Forwarded-by: Keith Bostic <bostic@bsdi.com>
Forwarded-by: Phil Agre <pagre@weber.ucsd.edu>
Resent-Message-ID: <"FUdavC

[RRE will get back to its usual serious subject matter very soon, but just
for today I am going to admire the reporter to got to write these profoundly
allegorical sentences.]

>From today's NY Times (page A8):

It is hard to pinpoint when the advertising onslaught began.  It might
have started with the Olympic wiener.

In the fall of 1995, Billy Payne, the chief executive of the Atlanta
Committee for the Olympic Games, stood in the Georgia Dome, the city's
football stadium, and introduced the official wiener of the 1996 Summer
Olympic Games.  Trumpets actually sounded.

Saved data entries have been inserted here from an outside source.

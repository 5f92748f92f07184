use std::fmt;

use serde::{Deserialize, Serialize};
use thiserror::Error;

/// Failure classes a search can end in.
#[derive(Debug, Clone, Copy, PartialEq, Eq, Hash, Serialize, Deserialize)]
#[serde(tag = "kind", rename_all = "snake_case")]
pub enum ErrorKind {
    Unreachable,
    MalformedResponse,
    NoResults,
    HttpError { status: u16 },
    /// The gateway itself failed (e.g. panicked) rather than the catalog.
    Internal,
}

impl fmt::Display for ErrorKind {
    fn fmt(&self, f: &mut fmt::Formatter<'_>) -> fmt::Result {
        match self {
            Self::Unreachable => f.write_str("unreachable"),
            Self::MalformedResponse => f.write_str("malformed response"),
            Self::NoResults => f.write_str("no results"),
            Self::HttpError { status } => write!(f, "http error {status}"),
            Self::Internal => f.write_str("internal error"),
        }
    }
}

/// Structured failure carried by a failed fetch cycle.
#[derive(Debug, Clone, PartialEq, Eq, Error, Serialize, Deserialize)]
#[error("{kind}: {message}")]
pub struct ErrorInfo {
    #[serde(flatten)]
    pub kind: ErrorKind,
    pub message: String,
}

impl ErrorInfo {
    pub fn new(kind: ErrorKind, message: impl Into<String>) -> Self {
        Self {
            kind,
            message: message.into(),
        }
    }

    pub fn unreachable(message: impl Into<String>) -> Self {
        Self::new(ErrorKind::Unreachable, message)
    }

    pub fn malformed(message: impl Into<String>) -> Self {
        Self::new(ErrorKind::MalformedResponse, message)
    }

    /// `message` is the server-provided text, kept verbatim.
    pub fn no_results(message: impl Into<String>) -> Self {
        Self::new(ErrorKind::NoResults, message)
    }

    pub fn http(status: u16, message: impl Into<String>) -> Self {
        Self::new(ErrorKind::HttpError { status }, message)
    }

    pub fn internal(message: impl Into<String>) -> Self {
        Self::new(ErrorKind::Internal, message)
    }

    pub fn is_retryable(&self) -> bool {
        self.kind == ErrorKind::Unreachable
    }
}

#[derive(Debug, Clone, PartialEq, Eq, Error)]
pub enum InvalidQuery {
    #[error("search term must not be empty")]
    EmptyTerm,
    #[error("invalid base url '{url}': {reason}")]
    BaseUrl { url: String, reason: String },
}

The wiener, provided by the Sara Lee Corporation, another Olympic sponsor,
was 1,996 feet long, a world record for an encased pork product.  It
circled the floor of the Georgia Dome almost twice.  It was laid out on
buns, lots of buns.  A Sara Lee employee walked its length, squirting
mustard on it.  But that, as it turned out, was only for the cameras.
The wiener, unrefrigerated, spoiled during the ceremony and was not fit
for consumption.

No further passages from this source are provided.